* _Source records_:

────────

use std::collections::HashMap;

use chrono::{DateTime, Utc};
use sea_orm::{ActiveModelTrait, ColumnTrait, DatabaseConnection, EntityTrait, QueryFilter,
    QueryOrder, Set};
use serde::{Deserialize, Serialize};

use crate::database::entities::{
    active_ingredients, active_ingredients::Entity as ActiveIngredients, pests,
    pests::Entity as Pests, trade_products, trade_products::Entity as TradeProducts,
    usage_history, usage_history::Entity as UsageHistory, users::Entity as Users,
};
use crate::errors::AdvisoryError;
use crate::services::catalog_service::resolve_group;

/// Request body for recording one spray application.
#[derive(Clone, Debug, Serialize, Deserialize)]
pub struct NewApplication {
    pub user_id: i32,
    pub plot_name: String,
    pub pest_id: i32,
    pub g_id: String,
    pub c_id: i32,
    pub p_id: i32,
}

/// One ledger row joined with the names a grower recognizes.
#[derive(Clone, Debug, Serialize, Deserialize)]
pub struct ApplicationRecord {
    pub id: i32,
    pub plot_name: String,
    pub pest_id: i32,
    pub pest_name: String,
    pub g_id: String,
    pub c_id: i32,
    pub c_name: String,
    pub p_id: i32,
    pub p_name: String,
    pub applied_at: DateTime<Utc>,
}

/// Writer and reader for the append-only usage ledger. The only mutating
/// operation in the whole advisory core.
pub struct HistoryService {
    db: DatabaseConnection,
}

impl HistoryService {
    pub fn new(db: DatabaseConnection) -> Self {
        Self { db }
    }

    /// Append one immutable history row stamped with the current time.
    /// The group code is resolved through the catalog so the stored id is
    /// the catalog's own (the rotation engine trims on read, keeping the
    /// two sides of the comparison consistent).
    pub async fn record_application(
        &self,
        application: NewApplication,
    ) -> Result<i32, AdvisoryError> {
        if application.user_id <= 0 {
            return Err(AdvisoryError::invalid_argument("user_id is required"));
        }
        if application.plot_name.trim().is_empty() {
            return Err(AdvisoryError::invalid_argument("plot_name is required"));
        }

        Users::find_by_id(application.user_id)
            .one(&self.db)
            .await?
            .ok_or_else(|| AdvisoryError::not_found("user", application.user_id))?;
        Pests::find_by_id(application.pest_id)
            .one(&self.db)
            .await?
            .ok_or_else(|| AdvisoryError::not_found("pest", application.pest_id))?;
        let group = resolve_group(&self.db, &application.g_id)
            .await?
            .ok_or_else(|| AdvisoryError::not_found("irac group", &application.g_id))?;
        ActiveIngredients::find_by_id(application.c_id)
            .one(&self.db)
            .await?
            .ok_or_else(|| AdvisoryError::not_found("active ingredient", application.c_id))?;
        TradeProducts::find_by_id(application.p_id)
            .one(&self.db)
            .await?
            .ok_or_else(|| AdvisoryError::not_found("trade product", application.p_id))?;

        let entry = usage_history::ActiveModel {
            user_id: Set(application.user_id),
            plot_name: Set(application.plot_name),
            pest_id: Set(application.pest_id),
            group_id: Set(group.id),
            ingredient_id: Set(application.c_id),
            product_id: Set(application.p_id),
            applied_at: Set(Utc::now()),
            ..Default::default()
        }
        .insert(&self.db)
        .await?;

        Ok(entry.id)
    }

    /// The user's full ledger, newest first, joined with pest, ingredient
    /// and product names.
    pub async fn history_for_user(
        &self,
        user_id: i32,
    ) -> Result<Vec<ApplicationRecord>, AdvisoryError> {
        let rows = UsageHistory::find()
            .filter(usage_history::Column::UserId.eq(user_id))
            .order_by_desc(usage_history::Column::AppliedAt)
            .all(&self.db)
            .await?;
        if rows.is_empty() {
            return Ok(Vec::new());
        }

        let pest_ids: Vec<i32> = rows.iter().map(|row| row.pest_id).collect();
        let ingredient_ids: Vec<i32> = rows.iter().map(|row| row.ingredient_id).collect();
        let product_ids: Vec<i32> = rows.iter().map(|row| row.product_id).collect();

        let pest_names: HashMap<i32, String> = Pests::find()
            .filter(pests::Column::Id.is_in(pest_ids))
            .all(&self.db)
            .await?
            .into_iter()
            .map(|pest| (pest.id, pest.name))
            .collect();
        let ingredient_names: HashMap<i32, String> = ActiveIngredients::find()
            .filter(active_ingredients::Column::Id.is_in(ingredient_ids))
            .all(&self.db)
            .await?
            .into_iter()
            .map(|ingredient| (ingredient.id, ingredient.name))
            .collect();
        let product_names: HashMap<i32, String> = TradeProducts::find()
            .filter(trade_products::Column::Id.is_in(product_ids))
            .all(&self.db)
            .await?
            .into_iter()
            .map(|product| (product.id, product.name))
            .collect();

        rows.into_iter()
            .map(|row| {
                let pest_name = pest_names
                    .get(&row.pest_id)
                    .ok_or_else(|| AdvisoryError::not_found("pest", row.pest_id))?;
                let c_name = ingredient_names
                    .get(&row.ingredient_id)
                    .ok_or_else(|| AdvisoryError::not_found("active ingredient", row.ingredient_id))?;
                let p_name = product_names
                    .get(&row.product_id)
                    .ok_or_else(|| AdvisoryError::not_found("trade product", row.product_id))?;
                Ok(ApplicationRecord {
                    id: row.id,
                    plot_name: row.plot_name,
                    pest_id: row.pest_id,
                    pest_name: pest_name.clone(),
                    g_id: crate::services::rotation_service::canonical_group_id(&row.group_id),
                    c_id: row.ingredient_id,
                    c_name: c_name.clone(),
                    p_id: row.product_id,
                    p_name: p_name.clone(),
                    applied_at: row.applied_at,
                })
            })
            .collect()
    }
}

────────

* _PROBLEM TO WORK ON_:
Check each line of the data above, and please copy the ones in which the string "DatabaseConnection" occurs.

* _ANSWER BELOW_:
use sea_orm::{ActiveModelTrait, ColumnTrait, DatabaseConnection, EntityTrait, QueryFilter,
    db: DatabaseConnection,
    pub fn new(db: DatabaseConnection) -> Self {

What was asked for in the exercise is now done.